I. Acceptance of the Material

1. When the ultrasonic inspection is carried out on the composite rate of the titanium - steel composite board, instead of the lubricant coupling agent, water or water glass shall be used.
2. The quality of titanium plate, steel plate shall meet BG/T3621-94 standard; the quality of titanium - steel composite plate should meet GB8546-87, GB8547-87 standard or be made as the agreement between the two parties of supplier and demander; the quality of titanium pipe shall meet GB/T3624- 95 standard; the selected titanium wire shall comply with the provisions of GB/T3623-1998.
3. The inspection of the outline dimension and surface quality of the composite board shall be carried one by one and the measurement of the thickness of the composite board is allowed to be carried on one sheet for each batch.

II. Matters Needing Attention in Cutting

The titanium materials and titanium - steel composite board may be cut by flame, plasma, punching or machinery processing method.
1.When the flame cutting, plasma cutting are applied, because the titanium is susceptible to oxidation above 300 ℃, and its thermal conductivity is low, the titanium is easier to cut than general steels. Thus, the gas-cutting speed shall be 4-5 times faster than the steel plate. After gas-cutting of the titanium, there is gas contamination layer on the cut surface with the depth of about 2mm, which shall be removed mechanically.
2. When the titanium - steel composite board is cut mechanically, the primary layer shall be downward; when cut by flame or plasma, the composite board shall keep enough height from the ground, with the cladding layer upward or downward, and the oxidizing layer of the cut must be cleared before the welding.
3. The bevel surface of cutting shall not have cracks, delaminating and slag inclusion defects.
4. Determination of the cutting size of the cylinder must be based on the actual size formed of the shell cover.

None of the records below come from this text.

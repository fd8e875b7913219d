mod tests_views;
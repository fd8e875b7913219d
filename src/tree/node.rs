//! The schema tree element.

use indexmap::IndexMap;
use text_size::TextRange;

use crate::base::{classify_literal, split_generics};
use crate::registry::METHOD_TYPES;

/// Index of a node inside its [`Tree`](super::Tree).
#[derive(Debug, Clone, Copy, PartialEq, Eq, PartialOrd, Ord, Hash)]
pub struct NodeId(u32);

impl NodeId {
    pub fn new(index: usize) -> Self {
        Self(index as u32)
    }

    pub fn index(&self) -> usize {
        self.0 as usize
    }
}

/// What a node is for output purposes.
///
/// Computed when the node is built and updated as children, items, or an enum
/// mapping are attached. Never re-derived from field heuristics.
#[derive(Debug, Clone, Copy, PartialEq, Eq, Hash, Default)]
pub enum Shape {
    #[default]
    Scalar,
    EnumRef,
    Dict,
    List,
}

/// The externally visible value of a node.
#[derive(Debug, Clone, PartialEq, Eq, Default)]
pub enum Output {
    /// No value (required field, or an unmapped enum under the null policy)
    #[default]
    Unset,
    /// A literal value, or the concrete value of an enum member
    Literal(String),
    /// The node's ordered `items`
    Items,
    /// The node's keyed `children`
    Children,
}

impl Output {
    pub fn as_literal(&self) -> Option<&str> {
        match self {
            Self::Literal(value) => Some(value),
            _ => None,
        }
    }
}

/// One parsed or instantiated statement.
///
/// `args` are generic names split out of `name` (`Pair<A,B>` declares `A`,
/// `B`); `params` are generic arguments split out of `kind_type` (`Pair<str,int>`
/// supplies `str`, `int`).
#[derive(Debug, Clone, PartialEq, Eq)]
pub struct Node {
    pub kind_type: String,
    pub name: String,
    pub hint: String,
    pub raw_value: String,
    pub output: Output,
    pub parent: Option<NodeId>,
    pub args: Vec<String>,
    pub params: Vec<String>,
    pub items: Vec<NodeId>,
    pub children: IndexMap<String, NodeId>,
    pub span: Option<TextRange>,
    pub(super) shape: Shape,
}

impl Node {
    /// Build a stub node from the four statement fields.
    ///
    /// An empty type is inferred from the value's lexical shape. Generic
    /// arguments are split out of both the type and the name.
    pub fn new(type_text: &str, name_text: &str, hint_text: &str, value_text: &str) -> Self {
        let literal = classify_literal(value_text);
        let type_text = type_text.trim();
        let type_text = if type_text.is_empty() {
            literal.inferred_type()
        } else {
            type_text
        };
        let output = if literal.is_literal() {
            Output::Literal(value_text.to_string())
        } else {
            Output::Unset
        };

        let (kind_type, params) = split_generics(type_text);
        let (name, args) = split_generics(name_text.trim());

        let shape = if value_text == "[" || kind_type == "list" || kind_type.starts_with('[') {
            Shape::List
        } else if value_text == "{" || kind_type == "dict" {
            Shape::Dict
        } else {
            Shape::Scalar
        };

        Self {
            kind_type,
            name,
            hint: hint_text.trim().to_string(),
            raw_value: value_text.to_string(),
            output,
            parent: None,
            args,
            params,
            items: Vec::new(),
            children: IndexMap::new(),
            span: None,
            shape,
        }
    }

    pub fn with_span(mut self, span: TextRange) -> Self {
        self.span = Some(span);
        self
    }

    pub fn shape(&self) -> Shape {
        self.shape
    }

    /// Full type text including generic arguments, e.g. `Pair<str,int>`.
    pub fn type_text(&self) -> String {
        crate::base::join_generics(&self.kind_type, &self.params)
    }

    /// Header of an API block (`GET`, `POST`)
    pub fn is_api(&self) -> bool {
        METHOD_TYPES.has(&self.kind_type)
    }

    /// `type` definition statement
    pub fn is_type_def(&self) -> bool {
        self.kind_type == "type"
    }

    /// `enum` definition statement
    pub fn is_enum_def(&self) -> bool {
        self.kind_type == "enum"
    }

    pub fn is_definition(&self) -> bool {
        self.is_type_def() || self.is_enum_def()
    }

    /// Value opens a dict body
    pub fn is_open(&self) -> bool {
        self.raw_value == "{"
    }

    /// Value opens a list body
    pub fn is_bracket(&self) -> bool {
        self.raw_value == "["
    }

    /// Closes the innermost open body
    pub fn is_close(&self) -> bool {
        self.name == "}" || self.name == "]"
    }

    pub fn is_dict(&self) -> bool {
        self.shape == Shape::Dict
    }

    pub fn is_list(&self) -> bool {
        self.shape == Shape::List
    }

    /// Opening quote of a string value, if the value starts with one.
    pub fn multiline_quote(&self) -> Option<char> {
        self.raw_value
            .chars()
            .next()
            .filter(|c| matches!(c, '"' | '\'' | '`'))
    }

    /// Whether the name holds exactly one `quote`.
    pub fn has_quotation(&self, quote: char) -> bool {
        self.name.matches(quote).count() == 1
    }

    pub fn is_required(&self) -> bool {
        self.raw_value.is_empty()
    }

    pub fn is_constant(&self) -> bool {
        self.raw_value.ends_with(",constant")
    }

    pub fn is_optional(&self) -> bool {
        self.raw_value == "none" || (!self.is_required() && !self.is_constant())
    }
}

III. Welding of the Titanium - Steel Composite Board

1. If the tungsten pole encountered the weld metal during gas tungsten arc welding, i.e. touching tungsten occurred, stop immediately the welding operation and remove the source of pollution. Replace the tungsten pole and then carry out the job.
2. Welding seam in welding operation shall be as long as possible; when stopping welding takes place in the middle and re-welding is conducted, welding seam shall overlap about 10mm.
3. Random arc striking is not allowed in welding. Conduct self-check after the accomplishment of welding, and timely deal with any problem found. After welding, carefully clean welding beading, welding slag, splash and other contaminations on the surface of weldment, if necessary, conduct local finishing
4. When process welding seam defects, firstly use grinding wheel for thinning and cleaning, and then use calico dipping acetone to conduct scrubbing and cleaning; after cleaning is finished, further conduct rework processing. The number of overhaul times is not inadvisable more than two times; if over two times, it shall be approved by technical director of the unit before rework.
5. Weld inspection: welding seam forming shall be uniform, dense and extremely smooth, not allowed the appearance of cracks, gas porosity, tungsten inclusion, non amalgamation, oxidation (mainly see the color change of welding seam), excessive undercut, crater and other defects, and titanium welding seam surface is not allowed the appearance of obvious scoring.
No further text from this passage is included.